═══ Available data ═══

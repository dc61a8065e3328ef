use std::collections::BTreeMap;
use std::sync::Arc;

use bevy::prelude::{App, Mut};
use claims_core::{
    build_claims_app, receive_serverbound, run_tick, ChunkPos, ClaimRequest, ClaimRequestQueue,
    ClaimsConfig, ClaimsManager, ClaimsMetrics, ClaimsMirror, ClaimsSyncMode, ClaimsSynchronizer,
    ConfirmationQueue, ConnectionEvents, DimensionId, LazyPacketSender, PacketOutbox, PlayerId,
    PlayerLocation,
};
use claims_proto::{decode_clientbound, ClaimAction};

/// Host stand-in: delivers outbox frames to per-player mirrors and routes
/// their replies back into the app.
struct Harness {
    app: App,
    mirrors: BTreeMap<PlayerId, ClaimsMirror>,
    silent: Vec<PlayerId>,
}

impl Harness {
    fn new(config: ClaimsConfig) -> Self {
        Self {
            app: build_claims_app(Arc::new(config)),
            mirrors: BTreeMap::new(),
            silent: Vec::new(),
        }
    }

    fn join(&mut self, player: PlayerId) {
        self.mirrors.insert(player, ClaimsMirror::new());
        self.app.world.resource_mut::<ConnectionEvents>().join(player);
    }

    fn leave(&mut self, player: PlayerId) {
        self.mirrors.remove(&player);
        self.app.world.resource_mut::<ConnectionEvents>().leave(player);
    }

    fn request(&mut self, player: PlayerId, action: ClaimAction, area: (i32, i32, i32, i32)) {
        let (left, top, right, bottom) = area;
        self.app
            .world
            .resource_mut::<ClaimRequestQueue>()
            .push(ClaimRequest {
                left,
                top,
                right,
                bottom,
                ..ClaimRequest::single(player, origin(), action, ChunkPos::new(left, top))
            });
    }

    fn tick(&mut self, ticks: usize) {
        for _ in 0..ticks {
            run_tick(&mut self.app);
            let frames = self.app.world.resource_mut::<PacketOutbox>().drain();
            for (player, frame) in frames {
                let Some(mirror) = self.mirrors.get_mut(&player) else {
                    continue;
                };
                let packet = decode_clientbound(&frame).expect("clientbound frame decodes");
                let reply = mirror.apply(&packet).expect("mirror accepts packet");
                let Some(reply) = reply else {
                    continue;
                };
                if self.silent.contains(&player) {
                    continue;
                }
                self.app
                    .world
                    .resource_scope(|world, mut requests: Mut<ClaimRequestQueue>| {
                        let mut confirmations = world.resource_mut::<ConfirmationQueue>();
                        receive_serverbound(
                            &mut requests,
                            &mut confirmations,
                            player,
                            origin(),
                            reply,
                        );
                    });
            }
        }
    }

    fn server_claim(&self, pos: ChunkPos) -> Option<PlayerId> {
        self.app
            .world
            .resource::<ClaimsManager>()
            .get(&DimensionId::overworld(), pos)
            .map(|claim| claim.owner)
    }

    fn mirror_claim(&self, player: PlayerId, pos: ChunkPos) -> Option<PlayerId> {
        self.mirrors[&player]
            .get(&DimensionId::overworld(), pos)
            .map(|claim| claim.owner)
    }
}

fn origin() -> PlayerLocation {
    PlayerLocation::new(DimensionId::overworld(), ChunkPos::new(0, 0))
}

fn cells(radius: i32) -> impl Iterator<Item = ChunkPos> {
    (-radius..=radius).flat_map(move |x| (-radius..=radius).map(move |z| ChunkPos::new(x, z)))
}

#[test]
fn late_joiner_converges_with_server() {
    let alice = PlayerId::from_u128(1);
    let bob = PlayerId::from_u128(2);
    let mut harness = Harness::new(ClaimsConfig::default());

    harness.join(alice);
    harness.request(alice, ClaimAction::Claim, (-1, -1, 1, 1));
    harness.tick(5);
    harness.join(bob);
    harness.tick(20);

    for pos in cells(3) {
        let expected = harness.server_claim(pos);
        assert_eq!(harness.mirror_claim(alice, pos), expected, "alice at {pos}");
        assert_eq!(harness.mirror_claim(bob, pos), expected, "bob at {pos}");
    }
    assert_eq!(harness.server_claim(ChunkPos::new(0, 0)), Some(alice));
    assert!(harness.mirrors[&bob].sync_finished());

    let limits = harness.mirrors[&alice].limits().expect("limits sent");
    assert_eq!(limits.loading_claim_count, 9);
}

#[test]
fn unclaims_reach_every_mirror() {
    let alice = PlayerId::from_u128(1);
    let bob = PlayerId::from_u128(2);
    let mut harness = Harness::new(ClaimsConfig::default());

    harness.join(alice);
    harness.join(bob);
    harness.request(alice, ClaimAction::Claim, (0, 0, 1, 0));
    harness.tick(5);
    assert_eq!(harness.mirror_claim(bob, ChunkPos::new(1, 0)), Some(alice));

    harness.request(alice, ClaimAction::Unclaim, (0, 0, 1, 0));
    harness.tick(5);
    for player in [alice, bob] {
        assert_eq!(harness.mirror_claim(player, ChunkPos::new(0, 0)), None);
        assert_eq!(harness.mirror_claim(player, ChunkPos::new(1, 0)), None);
        assert_eq!(harness.mirrors[&player].region_count(), 0);
    }
}

#[test]
fn owned_only_mode_hides_other_players() {
    let alice = PlayerId::from_u128(1);
    let bob = PlayerId::from_u128(2);
    let mut config = ClaimsConfig::default();
    config.general.claims_synchronization = ClaimsSyncMode::OwnedOnly;
    let mut harness = Harness::new(config);

    harness.join(alice);
    harness.join(bob);
    harness.request(alice, ClaimAction::Claim, (0, 0, 0, 0));
    harness.request(bob, ClaimAction::Claim, (1, 1, 1, 1));
    harness.tick(5);

    assert_eq!(harness.mirror_claim(alice, ChunkPos::new(0, 0)), Some(alice));
    assert_eq!(harness.mirror_claim(alice, ChunkPos::new(1, 1)), None);
    assert_eq!(harness.mirror_claim(bob, ChunkPos::new(1, 1)), Some(bob));
    assert_eq!(harness.mirror_claim(bob, ChunkPos::new(0, 0)), None);
}

#[test]
fn idle_owners_expire_over_ticks() {
    let alice = PlayerId::from_u128(1);
    let mut config = ClaimsConfig::default();
    // one hour per tick
    config.general.tick_millis = 60 * 60 * 1000;
    config.expiration.expiration_hours = 2;
    config.expiration.check_interval_minutes = 60;
    let mut harness = Harness::new(config);

    harness.join(alice);
    harness.request(alice, ClaimAction::Claim, (0, 0, 1, 0));
    harness.tick(1);
    harness.leave(alice);
    harness.tick(2);
    assert_eq!(harness.server_claim(ChunkPos::new(0, 0)), Some(alice));

    harness.tick(6);
    assert_eq!(harness.server_claim(ChunkPos::new(0, 0)), Some(PlayerId::EXPIRED));
    assert_eq!(harness.server_claim(ChunkPos::new(1, 0)), Some(PlayerId::EXPIRED));
    let manager = harness.app.world.resource::<ClaimsManager>();
    assert_eq!(manager.owner(alice).map(|info| info.claim_count()), Some(0));
    assert!(!manager.replacement_in_progress(alice));
}

#[test]
fn silent_players_are_dropped_after_timeout() {
    let alice = PlayerId::from_u128(1);
    let bob = PlayerId::from_u128(2);
    let mut config = ClaimsConfig::default();
    config.lazy_packets.bytes_per_confirmation = 64;
    config.lazy_packets.confirmation_timeout_ms = 500;
    let mut harness = Harness::new(config);
    harness.silent.push(bob);

    harness.join(alice);
    harness.request(alice, ClaimAction::Claim, (-2, -2, 2, 2));
    harness.tick(3);
    harness.join(bob);
    harness.tick(30);

    let sender = harness.app.world.resource::<LazyPacketSender>();
    assert!(sender.is_dropped(bob));
    assert!(!sender.is_dropped(alice));
    assert_eq!(harness.app.world.resource::<ClaimsMetrics>().dropped_players, 1);
    assert_eq!(
        harness.app.world.resource::<ClaimsSynchronizer>().sync_phase(bob),
        None
    );

    // alice keeps confirming and keeps receiving updates
    harness.request(alice, ClaimAction::Unclaim, (0, 0, 0, 0));
    harness.tick(5);
    assert_eq!(harness.mirror_claim(alice, ChunkPos::new(0, 0)), None);
    assert_eq!(harness.mirror_claim(alice, ChunkPos::new(1, 1)), Some(alice));
}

═══

Each line carrying the string "leave" should be copied out from the entries.

Result of the exercise
    fn leave(&mut self, player: PlayerId) {
        self.app.world.resource_mut::<ConnectionEvents>().leave(player);
    harness.leave(alice);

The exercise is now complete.